About this exercise
Give the number of lines in the data that hold the string "tree". Nothing else is needed.

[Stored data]
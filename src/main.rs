//! reloc - send a file or folder to a listening relocd

use anyhow::{Context, Result};
use clap::Parser;
use indicatif::{ProgressBar, ProgressStyle};
use std::time::{Duration, Instant};

use reloc::addr::{resolve_target, AddressMode};
use reloc::cli::SendOpts;
use reloc::config::FileConfig;
use reloc::net::{Client, Transmission};
use reloc::protocol::timeouts::PROGRESS_TICK_MS;

fn progress_bar() -> ProgressBar {
    let pb = ProgressBar::new(0);
    pb.set_style(
        ProgressStyle::default_bar()
            .template("{spinner:.green} [{bar:40.cyan/blue}] {bytes}/{total_bytes} ({bytes_per_sec})")
            .unwrap_or_else(|_| ProgressStyle::default_bar())
            .progress_chars("=>-"),
    );
    pb.enable_steady_tick(Duration::from_millis(PROGRESS_TICK_MS));
    pb
}

fn main() -> Result<()> {
    // Set up Ctrl-C handler
    ctrlc::set_handler(move || {
        eprintln!("\nInterrupted by user. Exiting (Ctrl-C)...");
        // Exit immediately with 130 (128 + SIGINT)
        std::process::exit(130);
    })
    .context("Error setting Ctrl-C handler")?;

    let opts = SendOpts::parse();
    let file_config = FileConfig::load(opts.config.as_deref()).context("Failed to load config")?;

    // CLI flags override the config file
    let mut config = file_config.send;
    let (host, port) = match opts.mode {
        // External targets must be spelled out on the command line
        AddressMode::External => resolve_target(opts.mode, opts.host.as_deref(), opts.port)?,
        AddressMode::Internal => resolve_target(
            opts.mode,
            opts.host.as_deref().or(Some(config.host.as_str())),
            opts.port.or(Some(config.port)),
        )?,
    };
    config.host = host;
    config.port = port;
    if opts.timeout.is_some() {
        config.timeout_secs = opts.timeout;
    }
    config.is_async |= opts.is_async;

    let kind = if opts.path.is_dir() { "folder" } else { "file" };
    let name = reloc::fs_enum::transfer_name(&opts.path);
    let start = Instant::now();

    let mut client = Client::new(config);
    if opts.progress {
        // The whole tree is read into memory before anything is sent.
        eprintln!(
            "Reading {} bytes from {}",
            reloc::fs_enum::estimate_bytes(&opts.path),
            opts.path.display()
        );
    }
    let pb = opts.progress.then(progress_bar);
    if let Some(pb) = &pb {
        client = client.with_progress(pb.clone());
    }

    let report = match client
        .transmit(&opts.path)
        .with_context(|| format!("Failed to send {}", opts.path.display()))?
    {
        Transmission::Sent(report) => report,
        // The worker owns the socket; waiting here only keeps the process
        // alive until the bytes are out.
        detached @ Transmission::Detached(_) => detached.wait()?,
    };
    if let Some(pb) = pb {
        pb.finish_and_clear();
    }

    println!("Successfully sent {}: {}", kind, name.display());
    println!(
        "{} entries, {} bytes on the wire in {:.2}s",
        report.entries,
        report.wire_bytes,
        start.elapsed().as_secs_f64()
    );
    Ok(())
}
//! Reloc library
//!
//! Sends a file or directory tree to a listening host as a single manifest
//! over a plain TCP stream and rebuilds it under the receiver's root.

pub mod addr;
pub mod cli;
pub mod codec;
pub mod config;
pub mod entry;
pub mod error;
pub mod fs_enum;
pub mod logger;
pub mod materialize;
pub mod net;
pub mod net_async;
pub mod protocol;
pub mod protocol_core;

pub use entry::{Entry, EntryKind, Manifest};
pub use error::{DecodeError, RelocError, Result};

Written response
2